[Saved data entries]
—————

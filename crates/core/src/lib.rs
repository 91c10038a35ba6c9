//! # MedTriage Core
//!
//! Domain types, traits, and error definitions for the MedTriage symptom log.
//! This crate has **zero framework dependencies**: it defines the domain model
//! that all other crates implement against.
//!
//! ## Layout
//!
//! - [`event`]: the patient event log entry and its kind-tagged payload
//! - [`record`]: structured records produced by the reasoning engine
//! - [`store`]: the `EventStore` trait and history windowing
//! - [`provider`]: the `Provider` trait over reasoning-engine backends
//! - [`message`]: prompt messages and image attachments

pub mod error;
pub mod event;
pub mod message;
pub mod provider;
pub mod record;
pub mod store;

// Re-export key types at crate root for ergonomics
pub use error::{DecodeError, Error, ProviderError, Result, StoreError};
pub use event::{Event, EventBody, EventId, EventKind};
pub use message::{ImageAttachment, Message, Role};
pub use provider::{Provider, ProviderRequest, ProviderResponse, Usage};
pub use record::{Extraction, Priority, SoapNote, SoapReport, TriageResult};
pub use store::{EventStore, HistoryEntry, select_events, select_window};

—————

TASK STATEMENT.
Which lines of the data contain the string "reasoning"? Copy each of them.

RESPONSE AREA.
//! - [`record`]: structured records produced by the reasoning engine
//! - [`provider`]: the `Provider` trait over reasoning-engine backends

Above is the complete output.